Instructions for the task: Return the data below exactly, stopping after the line with "the store, its".

Extracted entries:
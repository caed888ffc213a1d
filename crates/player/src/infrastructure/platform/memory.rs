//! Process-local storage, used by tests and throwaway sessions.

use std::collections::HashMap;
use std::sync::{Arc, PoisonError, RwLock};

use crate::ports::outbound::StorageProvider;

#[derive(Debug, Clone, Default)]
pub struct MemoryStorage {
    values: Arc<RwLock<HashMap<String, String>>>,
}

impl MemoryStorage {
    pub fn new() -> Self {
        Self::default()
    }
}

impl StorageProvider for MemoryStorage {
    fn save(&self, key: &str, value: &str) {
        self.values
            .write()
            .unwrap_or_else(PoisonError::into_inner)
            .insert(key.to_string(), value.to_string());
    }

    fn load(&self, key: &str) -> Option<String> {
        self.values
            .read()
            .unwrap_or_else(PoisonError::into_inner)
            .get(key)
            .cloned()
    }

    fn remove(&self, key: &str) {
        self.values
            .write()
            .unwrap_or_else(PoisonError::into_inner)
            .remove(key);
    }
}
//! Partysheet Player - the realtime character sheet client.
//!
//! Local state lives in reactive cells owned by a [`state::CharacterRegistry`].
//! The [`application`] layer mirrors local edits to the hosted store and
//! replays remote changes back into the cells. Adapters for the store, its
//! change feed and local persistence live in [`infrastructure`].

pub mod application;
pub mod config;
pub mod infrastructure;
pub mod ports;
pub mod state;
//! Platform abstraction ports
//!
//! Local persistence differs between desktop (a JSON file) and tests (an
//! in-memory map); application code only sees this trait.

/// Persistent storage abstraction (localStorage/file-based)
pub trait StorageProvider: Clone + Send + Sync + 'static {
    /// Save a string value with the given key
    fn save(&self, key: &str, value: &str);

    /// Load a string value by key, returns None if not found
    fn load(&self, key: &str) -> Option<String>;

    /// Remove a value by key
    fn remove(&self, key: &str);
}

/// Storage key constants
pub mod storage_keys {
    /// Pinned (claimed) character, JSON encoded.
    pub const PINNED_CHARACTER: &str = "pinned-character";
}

Answer to this problem:
repository caed888ffc213a1d
filename crates/player/src/infrastructure/platform/memory.rs
//! Process-local storage, used by tests and throwaway sessions.

use std::collections::HashMap;
use std::sync::{Arc, PoisonError, RwLock};

use crate::ports::outbound::StorageProvider;

#[derive(Debug, Clone, Default)]
pub struct MemoryStorage {
    values: Arc<RwLock<HashMap<String, String>>>,
}

impl MemoryStorage {
    pub fn new() -> Self {
        Self::default()
    }
}

impl StorageProvider for MemoryStorage {
    fn save(&self, key: &str, value: &str) {
        self.values
            .write()
            .unwrap_or_else(PoisonError::into_inner)
            .insert(key.to_string(), value.to_string());
    }

    fn load(&self, key: &str) -> Option<String> {
        self.values
            .read()
            .unwrap_or_else(PoisonError::into_inner)
            .get(key)
            .cloned()
    }

    fn remove(&self, key: &str) {
        self.values
            .write()
            .unwrap_or_else(PoisonError::into_inner)
            .remove(key);
    }
}
//! Partysheet Player - the realtime character sheet client.
//!
//! Local state lives in reactive cells owned by a [`state::CharacterRegistry`].
//! The [`application`] layer mirrors local edits to the hosted store and
//! replays remote changes back into the cells. Adapters for the store, its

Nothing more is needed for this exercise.